München, Staatsbibl., Cgm 9220
[früher Privatbesitz Antiquariat Dr. Jörn Günther, Hamburg, Nr. 1997/42; davor Los Angeles, The J. Paul Getty-Museum, Ms. Ludwig XV 10; davor Malibu, The J. Paul Getty-Museum, Ms. Ludwig XV 10; davor Köln, Sammlung Ludwig, Cod. XV 10; davor Heiligenkreuz, Stiftsbibl., Cod. 219]


Schon 2009 hatte ich darauf hingewiesen, dass Heiligenkreuz ein Irrtum ist. Die berühmte Ehrenbrief-Handschrift gehörte dem österreichischen Augustinerchorherrenstift Herzogenburg als Cod. 219 (im Verfasserlexikons-Artikel zu Johann Holland zu Herzogenbusch verballhornt), nicht Heiligenkreuz!
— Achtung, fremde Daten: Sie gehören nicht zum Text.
//! In-memory stand-ins for the persistent stores.

use async_trait::async_trait;
use parking_lot::Mutex;
use std::collections::HashMap;
use std::sync::Arc;

use crate::application::ports::{PortError, StatementExecutor, UserStore};
use crate::domain::transaction::{IsolationHint, Statement};

#[derive(Debug, Clone, Default)]
struct UserRecord {
    role: String,
    username: Option<String>,
}

/// User store backed by a map.
///
/// Clones share the same users. Writes can be made to fail with
/// [`InMemoryUserStore::fail_writes`].
#[derive(Debug, Clone, Default)]
pub struct InMemoryUserStore {
    users: Arc<Mutex<HashMap<i64, UserRecord>>>,
    failing: Arc<Mutex<bool>>,
}

impl InMemoryUserStore {
    /// Create an empty store.
    pub fn new() -> Self {
        Self::default()
    }

    /// Insert or replace a user.
    pub fn insert_user(&self, user_id: i64, role: &str, username: Option<&str>) {
        self.users.lock().insert(
            user_id,
            UserRecord {
                role: role.to_string(),
                username: username.map(str::to_string),
            },
        );
    }

    /// Current role of a user.
    pub fn role(&self, user_id: i64) -> Option<String> {
        self.users.lock().get(&user_id).map(|user| user.role.clone())
    }

    /// Current username of a user; `None` if the user or the username is missing.
    pub fn username(&self, user_id: i64) -> Option<String> {
        self.users
            .lock()
            .get(&user_id)
            .and_then(|user| user.username.clone())
    }

    /// Make every following write fail (or succeed again).
    pub fn fail_writes(&self, failing: bool) {
        *self.failing.lock() = failing;
    }

    fn write(&self, user_id: i64, apply: impl FnOnce(&mut UserRecord)) -> Result<(), PortError> {
        if *self.failing.lock() {
            return Err("user store unavailable".into());
        }
        let mut users = self.users.lock();
        let user = users
            .get_mut(&user_id)
            .ok_or_else(|| format!("user {} not found", user_id))?;
        apply(user);
        Ok(())
    }
}

#[async_trait]
impl UserStore for InMemoryUserStore {
    async fn set_role(&self, user_id: i64, role: &str) -> Result<(), PortError> {
        self.write(user_id, |user| user.role = role.to_string())
    }

    async fn update_username(
        &self,
        user_id: i64,
        username: Option<&str>,
    ) -> Result<(), PortError> {
        self.write(user_id, |user| user.username = username.map(str::to_string))
    }
}

/// Statement executor that records what it was asked to do.
#[derive(Debug, Default)]
pub struct RecordingExecutor {
    executed: Vec<Statement>,
    calls: usize,
    fail_on: Option<usize>,
    fail_rollback: bool,
    began: Option<IsolationHint>,
    committed: bool,
    rolled_back: bool,
}

impl RecordingExecutor {
    /// Create an executor on which everything succeeds.
    pub fn new() -> Self {
        Self::default()
    }

    /// Fail the `n`-th `execute` call (counting from zero).
    pub fn fail_on_statement(mut self, n: usize) -> Self {
        self.fail_on = Some(n);
        self
    }

    /// Make the native rollback fail.
    pub fn fail_rollback(mut self) -> Self {
        self.fail_rollback = true;
        self
    }

    /// Statements that executed successfully, in order.
    pub fn executed(&self) -> &[Statement] {
        &self.executed
    }

    /// Isolation hint passed to the last `begin`.
    pub fn began(&self) -> Option<IsolationHint> {
        self.began
    }

    /// Check if the native transaction committed.
    pub fn committed(&self) -> bool {
        self.committed
    }

    /// Check if the native transaction was rolled back.
    pub fn rolled_back(&self) -> bool {
        self.rolled_back
    }
}

#[async_trait]
impl StatementExecutor for RecordingExecutor {
    async fn begin(&mut self, isolation: IsolationHint) -> Result<(), PortError> {
        self.began = Some(isolation);
        Ok(())
    }

    async fn execute(&mut self, statement: &Statement) -> Result<(), PortError> {
        let call = self.calls;
        self.calls += 1;
        if self.fail_on == Some(call) {
            return Err(format!("statement {} rejected: {}", call, statement.text).into());
        }
        self.executed.push(statement.clone());
        Ok(())
    }

    async fn commit(&mut self) -> Result<(), PortError> {
        self.committed = true;
        Ok(())
    }

    async fn rollback(&mut self) -> Result<(), PortError> {
        if self.fail_rollback {
            return Err("connection lost during rollback".into());
        }
        self.rolled_back = true;
        Ok(())
    }
}
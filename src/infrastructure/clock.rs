//! Clock adapters.
//!
//! `SystemClock` is the production time source. Tests use `MockClock` from
//! `crate::infrastructure::mocks` (enabled by the `test-helpers` feature) to
//! move time forward without sleeping.

use crate::application::ports::Clock;
use std::time::Instant;

/// Monotonic clock backed by `Instant::now()`.
#[derive(Debug, Clone, Copy, Default)]
pub struct SystemClock;

impl SystemClock {
    /// Create a new system clock.
    pub fn new() -> Self {
        Self
    }
}

impl Clock for SystemClock {
    fn now(&self) -> Instant {
        Instant::now()
    }
}

#[cfg(test)]
mod tests {
    use super::*;
    use std::time::Duration;

    #[test]
    fn test_system_clock_is_monotonic() {
        let clock = SystemClock::new();
        let t1 = clock.now();
        std::thread::sleep(Duration::from_millis(5));
        assert!(clock.now() > t1);
    }
}
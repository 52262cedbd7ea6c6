//! Compensating-action records.
//!
//! A [`RollbackOperation`] captures the state of an entity before and after a
//! mutation so the change can be undone while the record is still live.

use serde::{Deserialize, Serialize};
use serde_json::{Map, Value};
use std::fmt;
use std::str::FromStr;
use std::time::{Duration, Instant};
use uuid::Uuid;

use crate::config::MAX_DURATION;

/// What kind of mutation a rollback record compensates.
#[derive(Debug, Clone, Copy, PartialEq, Eq, Hash, PartialOrd, Ord, Serialize, Deserialize)]
#[serde(rename_all = "snake_case")]
pub enum RollbackKind {
    /// A user's role was changed
    RoleChange,
    /// A user's username was replaced
    UsernameChange,
    /// An administrator was demoted
    AdminRemoval,
    /// Mailbox settings were updated or the mailbox was deleted
    MailboxUpdate,
    /// A configuration value was changed
    ConfigChange,
}

impl RollbackKind {
    /// Every kind, in declaration order.
    pub const ALL: [RollbackKind; 5] = [
        RollbackKind::RoleChange,
        RollbackKind::UsernameChange,
        RollbackKind::AdminRemoval,
        RollbackKind::MailboxUpdate,
        RollbackKind::ConfigChange,
    ];

    /// Stable string form used in logs and stats.
    pub fn as_str(&self) -> &'static str {
        match self {
            RollbackKind::RoleChange => "role_change",
            RollbackKind::UsernameChange => "username_change",
            RollbackKind::AdminRemoval => "admin_removal",
            RollbackKind::MailboxUpdate => "mailbox_update",
            RollbackKind::ConfigChange => "config_change",
        }
    }

    /// Whether the mutation is destructive (longer undo window by default).
    pub fn is_destructive(&self) -> bool {
        matches!(
            self,
            RollbackKind::RoleChange | RollbackKind::AdminRemoval | RollbackKind::MailboxUpdate
        )
    }
}

impl fmt::Display for RollbackKind {
    fn fmt(&self, f: &mut fmt::Formatter<'_>) -> fmt::Result {
        f.write_str(self.as_str())
    }
}

impl FromStr for RollbackKind {
    type Err = String;

    fn from_str(s: &str) -> Result<Self, Self::Err> {
        RollbackKind::ALL
            .into_iter()
            .find(|kind| kind.as_str() == s)
            .ok_or_else(|| format!("unknown rollback kind: {}", s))
    }
}

/// Unique identifier of a rollback record.
#[derive(Debug, Clone, Copy, PartialEq, Eq, Hash, Serialize, Deserialize)]
pub struct RollbackId(Uuid);

impl RollbackId {
    /// Generate a fresh random identifier.
    pub fn new() -> Self {
        Self(Uuid::new_v4())
    }
}

impl Default for RollbackId {
    fn default() -> Self {
        Self::new()
    }
}

impl fmt::Display for RollbackId {
    fn fmt(&self, f: &mut fmt::Formatter<'_>) -> fmt::Result {
        write!(f, "rollback-{}", self.0)
    }
}

/// A recorded compensating action.
#[derive(Debug, Clone)]
pub struct RollbackOperation {
    /// Unique identifier
    pub id: RollbackId,
    /// Mutation kind, selects the built-in handler
    pub kind: RollbackKind,
    /// Entity state before the mutation
    pub original_state: Value,
    /// Entity state the mutation moved to
    pub target_state: Value,
    /// When the record was created
    pub created_at: Instant,
    /// After this instant the record can no longer be executed
    pub expires_at: Instant,
    /// Set exactly once, when the compensation succeeded
    pub executed: bool,
    /// Free-form annotations (operation name, actor, ...)
    pub metadata: Map<String, Value>,
}

impl RollbackOperation {
    /// Check whether the undo window has closed.
    pub fn is_expired(&self, now: Instant) -> bool {
        now > self.expires_at
    }

    /// Check whether the record can still be executed.
    pub fn is_active(&self, now: Instant) -> bool {
        !self.executed && !self.is_expired(now)
    }

    /// Read an integer field from the original state (e.g. `user_id`).
    pub fn original_i64(&self, field: &str) -> Option<i64> {
        self.original_state.get(field).and_then(Value::as_i64)
    }

    /// Read a string field from the original state (e.g. `role`).
    pub fn original_str(&self, field: &str) -> Option<&str> {
        self.original_state.get(field).and_then(Value::as_str)
    }
}

/// Expiry instant `ttl` after `now`, with `ttl` capped at [`MAX_DURATION`].
///
/// Never panics: if the platform cannot represent the instant, the window is
/// halved until it can.
pub fn expiry_after(now: Instant, ttl: Duration) -> Instant {
    let mut ttl = ttl.min(MAX_DURATION);
    loop {
        if let Some(at) = now.checked_add(ttl) {
            return at;
        }
        ttl /= 2;
    }
}
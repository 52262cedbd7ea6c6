//! # mutation-guard
//!
//! Protection for destructive administrative mutations in a single async process.
//!
//! Five components compose around one call path, the *protected mutation*:
//!
//! 1. A **rate limiter** admits or denies the `subject:operation` key
//!    (sliding window, burst window and cooldown).
//! 2. A **concurrency manager** takes a named lock for the target entity.
//! 3. A **circuit breaker** wraps the read and the write against the
//!    dependency, so a failing store is not hammered.
//! 4. A **rollback journal** records the original and target state before
//!    the write, so the change can be undone within a TTL.
//! 5. A **transaction log** groups several store statements with their
//!    compensating statements.
//!
//! ## Quick Start
//!
//! ```rust,no_run
//! use mutation_guard::{MutationGuard, MutationRequest, RollbackKind};
//! use serde_json::json;
//!
//! # async fn run() -> Result<(), Box<dyn std::error::Error>> {
//! let guard = MutationGuard::builder().build()?;
//!
//! let request = MutationRequest::new(
//!     42,                          // who
//!     "remove_admin",              // operation
//!     RollbackKind::AdminRemoval,  // what can be undone
//!     "user:7",                    // entity lock
//!     json!({ "user_id": 7, "role": "user" }),
//! );
//!
//! let result = guard
//!     .protected_mutation(
//!         request,
//!         || async { Ok::<_, std::io::Error>(json!({ "user_id": 7, "role": "admin" })) },
//!         || async { Ok(()) },
//!     )
//!     .await;
//!
//! match result {
//!     Ok(outcome) => println!("undo with {}", outcome.rollback_id),
//!     Err(e) => println!("{}", e.user_message()),
//! }
//! # Ok(())
//! # }
//! ```
//!
//! ## Configuration
//!
//! [`GuardConfig`] holds every tunable and loads from JSON. Durations are in
//! seconds and every field has a default:
//!
//! ```rust
//! use mutation_guard::{GuardConfig, MutationGuard};
//!
//! let config = GuardConfig::from_json_str(r#"{
//!     "rate_limits": {
//!         "admin-ops": { "max_requests": 5, "time_window": 60, "burst_limit": 2, "cooldown_period": 30 }
//!     },
//!     "breaker": { "failure_threshold": 3, "recovery_timeout": 60 }
//! }"#).unwrap();
//!
//! let guard = MutationGuard::new(config).unwrap();
//! assert_eq!(guard.config().breaker.failure_threshold, 3);
//! ```
//!
//! ## Error Handling
//!
//! Nothing in this crate panics or aborts the process. Every failure is a
//! value:
//!
//! | Failure | Type | Caller action |
//! |---------|------|---------------|
//! | Admission denied | [`GuardError::RateLimited`] | Show retry-after hint |
//! | Dependency unhealthy | [`GuardError::CircuitOpen`] | Show degraded-service message |
//! | Lock contention | [`ConcurrencyError`] | Abort this request, nothing was written |
//! | Undo refused | [`RollbackError`] | Not found, expired or already executed |
//! | Transaction misuse | [`TransactionError`] | Programmer error |
//!
//! The boolean methods required by older call sites (`execute`, `delete`,
//! `commit`, `rollback`, `acquire`, `release`) wrap `try_*` variants that
//! return the error.
//!
//! ## Time
//!
//! Every component reads time through the [`Clock`] port. Tests pass a
//! `MockClock` (feature `test-helpers`) and move time explicitly:
//!
//! ```rust
//! use mutation_guard::infrastructure::mocks::MockClock;
//! use mutation_guard::{Clock, MutationGuard, RollbackKind};
//! use serde_json::json;
//! use std::sync::Arc;
//! use std::time::{Duration, Instant};
//!
//! let clock = MockClock::new(Instant::now());
//! let guard = MutationGuard::builder()
//!     .with_clock(Arc::new(clock.clone()))
//!     .build()
//!     .unwrap();
//!
//! let id = guard.journal().create(
//!     RollbackKind::RoleChange,
//!     json!({ "user_id": 1, "role": "admin" }),
//!     json!({ "user_id": 1, "role": "user" }),
//!     Some(Duration::from_secs(10)),
//!     None,
//! );
//! clock.advance(Duration::from_secs(11));
//! assert!(guard.journal().get(id).unwrap().is_expired(clock.now()));
//! ```
//!
//! ## Background Maintenance
//!
//! Expired rollbacks, stale transactions, stale locks and idle limiter keys
//! are also cleaned lazily, but a long-running process should start the
//! maintenance task:
//!
//! ```rust,no_run
//! # use mutation_guard::MutationGuard;
//! # async fn run(guard: MutationGuard) {
//! let maintenance = guard.start_maintenance();
//! // ...
//! if let Err(e) = maintenance.shutdown().await {
//!     tracing::error!(error = %e, "maintenance task failed");
//! }
//! # }
//! ```
//!
//! ## Observability
//!
//! Every component logs through `tracing` with structured fields and updates
//! the shared [`Metrics`]:
//!
//! ```rust,no_run
//! # use mutation_guard::MutationGuard;
//! # let guard = MutationGuard::builder().build().unwrap();
//! let snapshot = guard.metrics().snapshot();
//! println!("denial rate: {:.2}%", snapshot.denial_rate() * 100.0);
//! println!("breaker trips: {}", snapshot.breaker_trips);
//! ```

// Domain layer - pure types and decisions
pub mod domain;

// Application layer - components and orchestration
pub mod application;

// Infrastructure layer - port adapters
pub mod infrastructure;

pub mod config;

// Re-export commonly used types for convenience
pub use domain::{
    backoff::BackoffPolicy,
    rate_limit::{Admission, DenialReason, KeyWindow, RateLimitConfig, BURST_WINDOW},
    rollback::{RollbackId, RollbackKind, RollbackOperation},
    transaction::{
        IsolationHint, LogicalTransaction, Statement, TransactionId, TransactionOperation,
        TransactionState,
    },
};

pub use application::{
    circuit_breaker::{
        BreakerError, BreakerSnapshot, CircuitBreaker, CircuitBreakerConfig,
        CircuitBreakerRegistry, CircuitState,
    },
    concurrency::{
        ActiveLock, ConcurrencyError, ConcurrencyManager, ConcurrencyStats, HolderId, LockCounters,
        LockGuard, LockInfo, LockKind,
    },
    guard::{
        GuardError, MutationGuard, MutationGuardBuilder, MutationOutcome, MutationRequest,
        DEFAULT_DEPENDENCY,
    },
    limiter::{subject_key, RateLimitStats, RateLimiter, RateLimiterRegistry},
    maintenance::{MaintenanceHandle, MaintenanceReport, ShutdownError},
    metrics::{Metrics, MetricsSnapshot},
    ports::{Clock, PortError, RollbackHandler, StatementExecutor, Storage, UserStore},
    retry::{retry_with_backoff, RetryError},
    rollback::{KindStats, RollbackError, RollbackJournal, RollbackStats, UserStoreRollback},
    transaction::{TransactionError, TransactionLog, TransactionStats},
};

pub use config::{
    BreakerSettings, ConcurrencySettings, ConfigError, GuardConfig, MaintenanceSettings,
    RollbackSettings, TransactionSettings, ADMIN_OPS, DB_OPS, MAX_DURATION, STATS_OPS,
};

pub use infrastructure::{clock::SystemClock, storage::ShardedStorage};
Dass der Band zunächst dem Augustinerchorherrenstift St. Andrä an der Traisen gehörte (was der ohnehin provenienzfeindliche Handschriftencensus unterschlägt) ergibt sich aus der Tatsache, dass Raimund Duellius, der 1725 den Ehrenbrief Püterichs und die Turnierreime Hollands daraus edierte, ihn dort vorfand:

http://digital.ub.uni-duesseldorf.de/content/pageview/1555908

Nach der Aufhebung dieses Stifts 1783 kam der Band ins benachbarte Herzogenburg, wo er noch in einem Handschriftenkatalog von 1949 gelistet wird. Dann haben ihn die Herzogenburger Chorherren offenbar verscherbelt, 1964 tauchte er im Zürcher Kunsthandel auf, 1965 ging er in das Eigentum des Kunstsammler-Ehepaars Irene und Peter Ludwig (Aachen) über. Deren kostbare Handschriften-Sammlung wurde 1985 mit öffentlichen Geldern der Stadt Köln katalogisiert, aber der ins Auge gefasste sichere Hafen in Köln blieb dem Stück wie den anderen verwehrt. Sie gingen 1983 ans Getty-Museum (damals Malibu). Damit hätte man auch leben können, wenn der Bestand denn zusammengeblieben wäre, aber dieses verantwortungslose Museum musste unbedingt (leider nicht geschütztes) deutsches Kulturgut, das Stammheimer Missale aus dem Eigentum der westfälischen Fürstenberg, an sich raffen, was 1997 für die Ehrenbrief-Handschrift und 36 weitere den Übergang an den berüchtigten Händler Jörn Günther bedeutete. Außer einer Heidelberger Handschrift und der Ehrenbrief-Handschrift verschwanden anscheinend alle in Privatschatullen. Nachdem die Berliner Staatsbibliothek großzügig zugunsten von München verzichtet hatte, wurde mit Geldern der Kulturstiftung der Länder, des Freistaats Bayern und der Bayerischen Landesstiftung der Codex für sehr viel Geld nach Bayern 1997 "heimgeholt". (Angaben weitgehend aus dem Heft Patrimonia 154, 1999).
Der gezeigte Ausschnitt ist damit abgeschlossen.